God is very wise, or as some would say, All Wise. In the sacred host in the tabernacle or on the altar, God does not interfere with my will, or my plans, or even say anything about how I think life ought to be. I chose to come to the church. God did not force me. God is here. God waits. God feeds us.
On the other hand, people interfere with my will and my plans. They disagree with how I think things ought to be. So I find it hard to see God as present in them in any significant way. What is my problem? "Die to self," is a suggestion. It is the Gospel, not my opinion.
Wednesday, July 8, 2009
In Matthew 9: 32-34 Jesus has just cured someone. A religious leader complains that Jesus "drives out demons by the prince of demons." Jesus and the religious leader are members of the same religion. Why do people in the same belief system complain about one another? It seems that nowadays if you don't agree with a person's theology, or religious politics, or sense of how to be church, you are demonized. "Call the bishop!" This is what the complainer does. I guess it is better than getting crucified.
Monday, July 6, 2009
Doubting Thomas: Why do I believe in resurrection? Thomas is why. The disciples in John 20: 24-29 never said that they had seen God or Christ. They said they saw the "Lord," a title given Jesus before he died. Thomas wanted to see the real flesh and blood resuscitated Jesus. Had he not seen Lazarus resuscitated? Thomas thought that if he could put his fingers into the flesh wounds, then he knew it was no vision or phantasm the disciples saw. When he saw Jesus, he did not even try and put his fingers into the wounds. He said "My God." He saw a lot more than a resuscitated body. We call it resurrection.

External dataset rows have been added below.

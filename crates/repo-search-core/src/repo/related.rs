//! Related records attached to a repo (profile and friends).

use serde::{Deserialize, Serialize};

use crate::Result;
use crate::error::{Error, InvalidInputError};

use super::RecordValue;

/// Collection holding the profile record of a repo.
pub const PROFILE_COLLECTION: &str = "app.bsky.actor.profile";

/// A record associated with a repo, reduced to the fields admin search shows.
#[derive(Debug, Clone, PartialEq, Serialize, Deserialize)]
#[serde(rename_all = "camelCase")]
pub struct RelatedRecord {
    #[serde(rename = "$type")]
    pub record_type: String,
    #[serde(default, skip_serializing_if = "Option::is_none")]
    pub display_name: Option<String>,
    #[serde(default, skip_serializing_if = "Option::is_none")]
    pub description: Option<String>,
    #[serde(default, skip_serializing_if = "Option::is_none")]
    pub avatar: Option<BlobRef>,
}

impl RelatedRecord {
    /// A bare profile record with only a display name.
    pub fn profile(display_name: impl Into<String>) -> Self {
        Self {
            record_type: PROFILE_COLLECTION.to_string(),
            display_name: Some(display_name.into()),
            description: None,
            avatar: None,
        }
    }

    /// Decode a related record from a stored record value.
    pub fn from_value(value: &RecordValue) -> Result<Self> {
        serde_json::from_value(value.as_value().clone()).map_err(|e| {
            Error::InvalidInput(InvalidInputError::RecordValue {
                reason: format!("{} record: {}", value.record_type(), e),
            })
        })
    }

    /// Encode back into a storable record value.
    pub fn to_value(&self) -> Result<RecordValue> {
        let value = serde_json::to_value(self).map_err(|e| {
            Error::InvalidInput(InvalidInputError::Other {
                message: e.to_string(),
            })
        })?;
        RecordValue::new(value)
    }

    pub fn is_profile(&self) -> bool {
        self.record_type == PROFILE_COLLECTION
    }
}

/// Display name matched by search: the first profile record, in record key
/// order, that carries one.
pub fn profile_display_name<'a>(
    records: impl IntoIterator<Item = &'a RelatedRecord>,
) -> Option<&'a str> {
    records
        .into_iter()
        .filter(|r| r.is_profile())
        .find_map(|r| r.display_name.as_deref())
}

/// Reference to an immutable blob (e.g. an avatar image).
#[derive(Debug, Clone, PartialEq, Eq, Serialize, Deserialize)]
#[serde(rename_all = "camelCase")]
pub struct BlobRef {
    pub mime_type: String,
    pub size: u64,
    #[serde(rename = "ref")]
    pub content: CidLink,
}

impl BlobRef {
    pub fn new(mime_type: impl Into<String>, size: u64, link: impl Into<String>) -> Self {
        Self {
            mime_type: mime_type.into(),
            size,
            content: CidLink {
                link: link.into(),
            },
        }
    }

    pub fn link(&self) -> &str {
        &self.content.link
    }
}

/// Content address of a blob, serialized as `{"$link": "..."}`.
#[derive(Debug, Clone, PartialEq, Eq, Serialize, Deserialize)]
pub struct CidLink {
    #[serde(rename = "$link")]
    pub link: String,
}

#[cfg(test)]
mod tests {
    use super::*;
    use serde_json::json;

    #[test]
    fn decodes_profile_with_avatar() {
        let value = RecordValue::new(json!({
            "$type": "app.bsky.actor.profile",
            "displayName": "Carol Littel",
            "description": "",
            "avatar": {
                "$type": "blob",
                "mimeType": "image/jpeg",
                "ref": { "$link": "bafkreiavatar" },
                "size": 3976
            },
            "banner": null
        }))
        .unwrap();

        let record = RelatedRecord::from_value(&value).unwrap();
        assert!(record.is_profile());
        assert_eq!(record.display_name.as_deref(), Some("Carol Littel"));
        assert_eq!(record.description.as_deref(), Some(""));

        let avatar = record.avatar.unwrap();
        assert_eq!(avatar.mime_type, "image/jpeg");
        assert_eq!(avatar.size, 3976);
        assert_eq!(avatar.link(), "bafkreiavatar");
    }

    #[test]
    fn serializes_wire_shape() {
        let record = RelatedRecord {
            avatar: Some(BlobRef::new("image/png", 10, "bafkreilink")),
            ..RelatedRecord::profile("Sadie Carter")
        };

        assert_eq!(
            serde_json::to_value(&record).unwrap(),
            json!({
                "$type": "app.bsky.actor.profile",
                "displayName": "Sadie Carter",
                "avatar": {
                    "mimeType": "image/png",
                    "size": 10,
                    "ref": { "$link": "bafkreilink" }
                }
            })
        );
    }

    #[test]
    fn display_name_skips_unnamed_and_foreign_records() {
        let unnamed = RelatedRecord {
            display_name: None,
            ..RelatedRecord::profile("")
        };
        let foreign = RelatedRecord {
            record_type: "app.example.card".to_string(),
            ..RelatedRecord::profile("Impostor")
        };
        let named = RelatedRecord::profile("Carol Littel");

        let records = [unnamed, foreign, named];
        assert_eq!(profile_display_name(&records), Some("Carol Littel"));
        assert_eq!(profile_display_name(&records[..2]), None);
    }

    #[test]
    fn rejects_malformed_fields() {
        let value = RecordValue::new(json!({
            "$type": "app.bsky.actor.profile",
            "displayName": 42
        }))
        .unwrap();
        assert!(RelatedRecord::from_value(&value).is_err());
    }
}
//! The search engine: term resolution, keyset pagination and enrichment.

use std::sync::Arc;

use futures_util::future::join_all;
use serde::{Deserialize, Serialize};
use tracing::{debug, instrument, warn};

use crate::Result;
use crate::config::SearchConfig;
use crate::cursor::SearchCursor;
use crate::error::Error;
use crate::matching::{MatchStrategy, SearchTerm};
use crate::moderation::ModerationState;
use crate::repo::{EnrichedRepo, Repo, SearchPage};
use crate::traits::{MatchQuery, ModerationOverlay, RecordEnricher, RepoDirectory};

/// A `searchRepos` request.
#[derive(Debug, Clone, Default, PartialEq, Eq, Serialize, Deserialize)]
#[serde(rename_all = "camelCase")]
pub struct SearchRequest {
    #[serde(default, skip_serializing_if = "Option::is_none")]
    pub term: Option<String>,
    #[serde(default, skip_serializing_if = "Option::is_none")]
    pub cursor: Option<String>,
    #[serde(default, skip_serializing_if = "Option::is_none")]
    pub limit: Option<i64>,
}

impl SearchRequest {
    pub fn term(term: impl Into<String>) -> Self {
        Self {
            term: Some(term.into()),
            ..Self::default()
        }
    }

    /// A request for the no-term listing.
    pub fn listing() -> Self {
        Self::default()
    }

    pub fn with_limit(mut self, limit: i64) -> Self {
        self.limit = Some(limit);
        self
    }

    pub fn with_cursor(mut self, cursor: impl Into<String>) -> Self {
        self.cursor = Some(cursor.into());
        self
    }
}

/// Answers search requests against a directory, enriching each row.
///
/// The engine holds no per-request state and can be shared across tasks.
pub struct SearchEngine {
    directory: Arc<dyn RepoDirectory>,
    overlay: Arc<dyn ModerationOverlay>,
    records: Arc<dyn RecordEnricher>,
    strategy: MatchStrategy,
    config: SearchConfig,
}

impl SearchEngine {
    /// Build an engine. The match strategy is chosen once, from the
    /// directory's capabilities and `config`.
    pub fn new(
        directory: Arc<dyn RepoDirectory>,
        overlay: Arc<dyn ModerationOverlay>,
        records: Arc<dyn RecordEnricher>,
        config: SearchConfig,
    ) -> Self {
        let strategy = MatchStrategy::select(directory.capabilities(), &config);
        Self {
            directory,
            overlay,
            records,
            strategy,
            config,
        }
    }

    pub fn strategy(&self) -> MatchStrategy {
        self.strategy
    }

    pub fn config(&self) -> &SearchConfig {
        &self.config
    }

    /// Fetch one page.
    ///
    /// Fails with [`Error::InvalidCursor`] if the cursor does not decode or
    /// was produced for a different ordering, and with
    /// [`Error::StoreUnavailable`] if the directory cannot be read. Failed
    /// enrichment lookups never fail the call.
    #[instrument(skip(self), fields(strategy = %self.strategy.kind()))]
    pub async fn search(&self, request: &SearchRequest) -> Result<SearchPage> {
        let limit = self.config.clamp_limit(request.limit);
        let cursor = request
            .cursor
            .as_deref()
            .filter(|c| !c.is_empty())
            .map(SearchCursor::decode)
            .transpose()?;
        let term = request.term.as_deref().and_then(SearchTerm::parse);

        let (rows, next) = match term {
            None => self.list_page(cursor, limit).await?,
            Some(term) => self.match_page(&term, cursor, limit).await?,
        };

        debug!(rows = rows.len(), more = next.is_some(), "directory page");

        let repos = join_all(rows.into_iter().map(|repo| self.enrich(repo))).await;
        Ok(SearchPage {
            repos,
            cursor: next.map(|c| c.encode()),
        })
    }

    /// Walk every page for `term` and return all rows in order.
    pub async fn search_all(
        &self,
        term: Option<&str>,
        page_size: Option<i64>,
    ) -> Result<Vec<EnrichedRepo>> {
        let mut request = SearchRequest {
            term: term.map(str::to_string),
            cursor: None,
            limit: page_size,
        };
        let mut repos = Vec::new();
        let mut pages = 0usize;

        loop {
            let page = self.search(&request).await?;
            pages += 1;
            let exhausted = page.repos.is_empty();
            repos.extend(page.repos);

            match page.cursor {
                Some(cursor) if !exhausted => request.cursor = Some(cursor),
                _ => break,
            }
        }

        debug!(pages, rows = repos.len(), "walked all pages");
        Ok(repos)
    }

    async fn list_page(
        &self,
        cursor: Option<SearchCursor>,
        limit: usize,
    ) -> Result<(Vec<Repo>, Option<SearchCursor>)> {
        let after = match cursor {
            None => None,
            Some(SearchCursor::Listing(key)) => Some(key),
            Some(other) => return Err(mode_mismatch(&other, "list")),
        };

        let mut rows = self.directory.list_repos(after.as_ref(), limit).await?;
        rows.truncate(limit);

        let next = match rows.last() {
            Some(last) if rows.len() == limit => Some(SearchCursor::Listing(last.listing_key())),
            _ => None,
        };
        Ok((rows, next))
    }

    async fn match_page(
        &self,
        term: &SearchTerm,
        cursor: Option<SearchCursor>,
        limit: usize,
    ) -> Result<(Vec<Repo>, Option<SearchCursor>)> {
        let kind = self.strategy.kind();
        let after = match cursor {
            None => None,
            Some(SearchCursor::Match { strategy, key }) if strategy == kind => Some(key),
            Some(other) => return Err(mode_mismatch(&other, kind.as_str())),
        };

        let query = MatchQuery {
            term,
            strategy: self.strategy,
        };
        let mut rows = self
            .directory
            .match_repos(&query, after.as_ref(), limit)
            .await?;
        rows.truncate(limit);

        let next = match rows.last() {
            Some(last) if rows.len() == limit => Some(SearchCursor::Match {
                strategy: kind,
                key: last.key(),
            }),
            _ => None,
        };
        Ok((rows.into_iter().map(|r| r.repo).collect(), next))
    }

    async fn enrich(&self, repo: Repo) -> EnrichedRepo {
        let (action, records) = futures_util::join!(
            self.overlay.current_action(&repo.did),
            self.records.related_records(&repo.did),
        );

        let moderation = match action {
            Ok(action) => ModerationState::from(action),
            Err(error) => {
                warn!(did = %repo.did, %error, "moderation lookup failed");
                ModerationState::Unknown
            }
        };

        let (related_records, records_degraded) = match records {
            Ok(records) => (records, false),
            Err(error) => {
                warn!(did = %repo.did, %error, "related record lookup failed");
                (Vec::new(), true)
            }
        };

        EnrichedRepo {
            repo,
            moderation,
            related_records,
            records_degraded,
        }
    }
}

fn mode_mismatch(cursor: &SearchCursor, expected: &str) -> Error {
    Error::invalid_cursor(format!(
        "cursor is for {} ordering, request uses {}",
        cursor.mode_name(),
        expected
    ))
}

There is touching and there is touching. In Matthew 9:18-26 there is a short piece about a woman who has been sick for twelve years. She comes up to touch Jesus, but with a great deal of faith. She was cured. A lot of other people were pressing in on Jesus, touching him, but with no faith as this woman had. When I go to receive the Eucharist, I am touching Jesus. It is supposed to be a sacrament of healing for my suffering soul. Is it? Maybe it depends on what I bring to the table.